### EXERCISE DIRECTIONS
In full and without alteration, print the entries.

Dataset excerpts

//! Capability traits at the device and encoder boundary.
//!
//! # Cross-device fence bridge
//!
//! ```text
//! renderer ──signal V──▸ GPU fence ──┐
//!                                    │ input_wait (device timeline)
//! submit ───────────────────────────▸│ encoder reads texture
//!                                    │ output_signal (device timeline)
//! drain ◂──wait V'── slot fence ◂────┘
//! ```
//!
//! The renderer signals a GPU fence after copying a frame into the shared
//! texture; the submission tells the encoder "wait for GPU fence ≥ V before
//! reading" and "signal the slot fence to V' when the encoded picture is
//! available".  Both the wait and the signal execute on the respective
//! device's timeline — the CPU only blocks in the completion drain, and
//! only when it has no rendering work left to do.
//!
//! The encoder itself is a vendor function table; modelling it as the
//! [`EncoderSession`] trait lets a mock backend drive the whole pipeline in
//! tests without hardware.

use std::sync::Arc;

use crate::config::{Capabilities, EncoderConfig};
use crate::error::Result;
use crate::types::PixelFormat;

// ─── Opaque handles ──────────────────────────────────────────────────────

/// Opaque handle to a GPU-owned resource (texture or buffer).
///
/// The pipeline never owns the resource behind this handle — ownership
/// stays with the renderer or the device layer that created it.
#[derive(Clone, Copy, Debug, PartialEq, Eq, Hash)]
pub struct GpuResource(pub u64);

/// Encoder-side registration handle, returned by `register_input` /
/// `register_output` and consumed by mapping, submission and unregister.
#[derive(Clone, Copy, Debug, PartialEq, Eq, Hash)]
pub struct RegisteredId(pub u64);

/// Encoder-side mapped-input handle, valid between `map_input` and
/// `unmap_input`.
#[derive(Clone, Copy, Debug, PartialEq, Eq, Hash)]
pub struct MappedId(pub u64);

// ─── Fences ──────────────────────────────────────────────────────────────

/// A monotonically increasing completion counter signalled by a device.
pub trait GpuFence: Send + Sync {
    /// The highest value the fence has reached.
    fn completed_value(&self) -> u64;

    /// Block the calling thread until the fence reaches `value`.
    ///
    /// Only the completion drain may call this, and only when it has no
    /// useful rendering work left to do.
    fn wait(&self, value: u64) -> Result<()>;

    /// CPU-side signal.  Used by the renderer boundary after a frame copy
    /// and by test backends standing in for a device timeline.
    fn signal(&self, value: u64);
}

/// A fence plus the value to wait for or signal to.
#[derive(Clone)]
pub struct FencePoint {
    pub fence: Arc<dyn GpuFence>,
    pub value: u64,
}

impl std::fmt::Debug for FencePoint {
    fn fmt(&self, f: &mut std::fmt::Formatter<'_>) -> std::fmt::Result {
        f.debug_struct("FencePoint")
            .field("value", &self.value)
            .field("completed", &self.fence.completed_value())
            .finish()
    }
}

// ─── GPU device boundary ─────────────────────────────────────────────────

/// The slice of the GPU device the pipeline needs: fence and resource
/// creation.  Command submission and swap-chain handling stay with the
/// renderer.
pub trait GpuDevice {
    /// Create a fence starting at `initial`.
    fn create_fence(&self, initial: u64) -> Result<Arc<dyn GpuFence>>;

    /// Create a readback buffer of `size` bytes for encoder output.
    fn create_readback_buffer(&self, size: u64) -> Result<GpuResource>;

    /// Create a simultaneous-access texture shared with the encoder.
    fn create_shared_texture(
        &self,
        width: u32,
        height: u32,
        format: PixelFormat,
    ) -> Result<GpuResource>;
}

// ─── Encoder session boundary ────────────────────────────────────────────

/// One picture submission: the mapped input, the output slot, and the two
/// fence points bridging the GPU and encoder timelines.
#[derive(Clone, Debug)]
pub struct PictureSubmission {
    /// Mapped input obtained from `map_input` immediately before this
    /// submission.
    pub input: MappedId,
    pub width: u32,
    pub height: u32,
    /// Input row pitch in bytes.
    pub pitch: u32,
    pub format: PixelFormat,
    /// Monotonic frame index; doubles as the input timestamp.
    pub frame_index: u32,
    /// The encoder must not read the input until this fence point passes.
    pub input_wait: FencePoint,
    /// Registered output buffer receiving the encoded picture.
    pub output: RegisteredId,
    /// The encoder signals this fence point once the output is readable.
    pub output_signal: FencePoint,
}

/// The hardware encoder session, consumed through its vendor function
/// table.  All methods report vendor failures as `Err` — registration,
/// mapping, submission and lock failures are fatal for the pipeline.
pub trait EncoderSession {
    /// Open/initialize the encode session for `config`.
    fn initialize(&mut self, config: &EncoderConfig) -> Result<()>;

    /// Register a GPU texture as encoder input.  `ready_fence` is the
    /// fence the renderer signals when the texture contents are ready.
    fn register_input(
        &mut self,
        resource: GpuResource,
        width: u32,
        height: u32,
        format: PixelFormat,
        ready_fence: Arc<dyn GpuFence>,
    ) -> Result<RegisteredId>;

    /// Register a buffer as encoder bitstream output.
    fn register_output(&mut self, resource: GpuResource, size: u32) -> Result<RegisteredId>;

    /// Release a registration.  The resource must be unmapped first.
    fn unregister(&mut self, id: RegisteredId) -> Result<()>;

    /// Obtain an encoder-side input handle for a registered texture.
    fn map_input(&mut self, id: RegisteredId) -> Result<MappedId>;

    /// Release a mapped input handle.
    fn unmap_input(&mut self, id: MappedId) -> Result<()>;

    /// Enqueue one picture for encoding.  Non-blocking: the encoder waits
    /// on `input_wait` and signals `output_signal` on its own timeline.
    fn submit(&mut self, picture: &PictureSubmission) -> Result<()>;

    /// Lock a completed output buffer for CPU read.  The returned bytes
    /// are only valid until [`unlock_output`](Self::unlock_output) — the
    /// caller must copy before unlocking.
    fn lock_output(&mut self, id: RegisteredId) -> Result<&[u8]>;

    /// Unlock an output buffer, invalidating the locked byte range.
    fn unlock_output(&mut self, id: RegisteredId) -> Result<()>;

    /// Query what the encoder supports.
    fn capabilities(&mut self) -> Result<Capabilities>;

    /// Close the session.  Callers must have drained all pending encodes
    /// and unregistered all resources first.
    fn close(&mut self) -> Result<()>;
}

// ─── Bitstream sink ──────────────────────────────────────────────────────

/// Receives encoded bitstream output in submission order.
///
/// Implementations: the async file writer, or an in-memory sink in tests.
pub trait BitstreamSink: Send {
    /// Write one encoded access unit.  `data` is only valid for the
    /// duration of the call — implementations must copy before returning.
    fn write_frame(&mut self, data: &[u8]) -> Result<()>;

    /// Complete all pending writes and flush to stable storage.
    fn flush(&mut self) -> Result<()>;
}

### TASK RESPONSE
//! Capability traits at the device and encoder boundary.
//!
//! # Cross-device fence bridge
//!
//! ```text
//! renderer ──signal V──▸ GPU fence ──┐
//!                                    │ input_wait (device timeline)
//! submit ───────────────────────────▸│ encoder reads texture
//!                                    │ output_signal (device timeline)
//! drain ◂──wait V'── slot fence ◂────┘
//! ```
//!
//! The renderer signals a GPU fence after copying a frame into the shared
//! texture; the submission tells the encoder "wait for GPU fence ≥ V before
//! reading" and "signal the slot fence to V' when the encoded picture is
//! available".  Both the wait and the signal execute on the respective
//! device's timeline — the CPU only blocks in the completion drain, and
//! only when it has no rendering work left to do.
//!
//! The encoder itself is a vendor function table; modelling it as the
//! [`EncoderSession`] trait lets a mock backend drive the whole pipeline in
//! tests without hardware.

use std::sync::Arc;

use crate::config::{Capabilities, EncoderConfig};
use crate::error::Result;
use crate::types::PixelFormat;

// ─── Opaque handles ──────────────────────────────────────────────────────

/// Opaque handle to a GPU-owned resource (texture or buffer).
///
/// The pipeline never owns the resource behind this handle — ownership
/// stays with the renderer or the device layer that created it.
#[derive(Clone, Copy, Debug, PartialEq, Eq, Hash)]
pub struct GpuResource(pub u64);

/// Encoder-side registration handle, returned by `register_input` /
/// `register_output` and consumed by mapping, submission and unregister.
#[derive(Clone, Copy, Debug, PartialEq, Eq, Hash)]
pub struct RegisteredId(pub u64);

/// Encoder-side mapped-input handle, valid between `map_input` and
/// `unmap_input`.
#[derive(Clone, Copy, Debug, PartialEq, Eq, Hash)]
pub struct MappedId(pub u64);

// ─── Fences ──────────────────────────────────────────────────────────────

/// A monotonically increasing completion counter signalled by a device.
pub trait GpuFence: Send + Sync {
    /// The highest value the fence has reached.
    fn completed_value(&self) -> u64;

    /// Block the calling thread until the fence reaches `value`.
    ///
    /// Only the completion drain may call this, and only when it has no
    /// useful rendering work left to do.
    fn wait(&self, value: u64) -> Result<()>;

    /// CPU-side signal.  Used by the renderer boundary after a frame copy
    /// and by test backends standing in for a device timeline.
    fn signal(&self, value: u64);
}

/// A fence plus the value to wait for or signal to.
#[derive(Clone)]
pub struct FencePoint {
    pub fence: Arc<dyn GpuFence>,
    pub value: u64,
}

impl std::fmt::Debug for FencePoint {
    fn fmt(&self, f: &mut std::fmt::Formatter<'_>) -> std::fmt::Result {
        f.debug_struct("FencePoint")
            .field("value", &self.value)
            .field("completed", &self.fence.completed_value())
            .finish()
    }
}

// ─── GPU device boundary ─────────────────────────────────────────────────

/// The slice of the GPU device the pipeline needs: fence and resource
/// creation.  Command submission and swap-chain handling stay with the
/// renderer.
pub trait GpuDevice {
    /// Create a fence starting at `initial`.
    fn create_fence(&self, initial: u64) -> Result<Arc<dyn GpuFence>>;

    /// Create a readback buffer of `size` bytes for encoder output.
    fn create_readback_buffer(&self, size: u64) -> Result<GpuResource>;

    /// Create a simultaneous-access texture shared with the encoder.
    fn create_shared_texture(
        &self,
        width: u32,
        height: u32,
        format: PixelFormat,
    ) -> Result<GpuResource>;
}

// ─── Encoder session boundary ────────────────────────────────────────────

/// One picture submission: the mapped input, the output slot, and the two
/// fence points bridging the GPU and encoder timelines.
#[derive(Clone, Debug)]
pub struct PictureSubmission {
    /// Mapped input obtained from `map_input` immediately before this
    /// submission.
    pub input: MappedId,
    pub width: u32,
    pub height: u32,
    /// Input row pitch in bytes.
    pub pitch: u32,
    pub format: PixelFormat,
    /// Monotonic frame index; doubles as the input timestamp.
    pub frame_index: u32,
    /// The encoder must not read the input until this fence point passes.
    pub input_wait: FencePoint,
    /// Registered output buffer receiving the encoded picture.
    pub output: RegisteredId,
    /// The encoder signals this fence point once the output is readable.
    pub output_signal: FencePoint,
}

/// The hardware encoder session, consumed through its vendor function
/// table.  All methods report vendor failures as `Err` — registration,
/// mapping, submission and lock failures are fatal for the pipeline.
pub trait EncoderSession {
    /// Open/initialize the encode session for `config`.
    fn initialize(&mut self, config: &EncoderConfig) -> Result<()>;

    /// Register a GPU texture as encoder input.  `ready_fence` is the
    /// fence the renderer signals when the texture contents are ready.
    fn register_input(
        &mut self,
        resource: GpuResource,
        width: u32,
        height: u32,
        format: PixelFormat,
        ready_fence: Arc<dyn GpuFence>,
    ) -> Result<RegisteredId>;

    /// Register a buffer as encoder bitstream output.
    fn register_output(&mut self, resource: GpuResource, size: u32) -> Result<RegisteredId>;

    /// Release a registration.  The resource must be unmapped first.
    fn unregister(&mut self, id: RegisteredId) -> Result<()>;

    /// Obtain an encoder-side input handle for a registered texture.
    fn map_input(&mut self, id: RegisteredId) -> Result<MappedId>;

    /// Release a mapped input handle.
    fn unmap_input(&mut self, id: MappedId) -> Result<()>;

    /// Enqueue one picture for encoding.  Non-blocking: the encoder waits
    /// on `input_wait` and signals `output_signal` on its own timeline.
    fn submit(&mut self, picture: &PictureSubmission) -> Result<()>;

    /// Lock a completed output buffer for CPU read.  The returned bytes
    /// are only valid until [`unlock_output`](Self::unlock_output) — the
    /// caller must copy before unlocking.
    fn lock_output(&mut self, id: RegisteredId) -> Result<&[u8]>;

    /// Unlock an output buffer, invalidating the locked byte range.
    fn unlock_output(&mut self, id: RegisteredId) -> Result<()>;

    /// Query what the encoder supports.
    fn capabilities(&mut self) -> Result<Capabilities>;

    /// Close the session.  Callers must have drained all pending encodes
    /// and unregistered all resources first.
    fn close(&mut self) -> Result<()>;
}

// ─── Bitstream sink ──────────────────────────────────────────────────────

/// Receives encoded bitstream output in submission order.
///
/// Implementations: the async file writer, or an in-memory sink in tests.
pub trait BitstreamSink: Send {
    /// Write one encoded access unit.  `data` is only valid for the
    /// duration of the call — implementations must copy before returning.
    fn write_frame(&mut self, data: &[u8]) -> Result<()>;

    /// Complete all pending writes and flush to stable storage.
    fn flush(&mut self) -> Result<()>;
}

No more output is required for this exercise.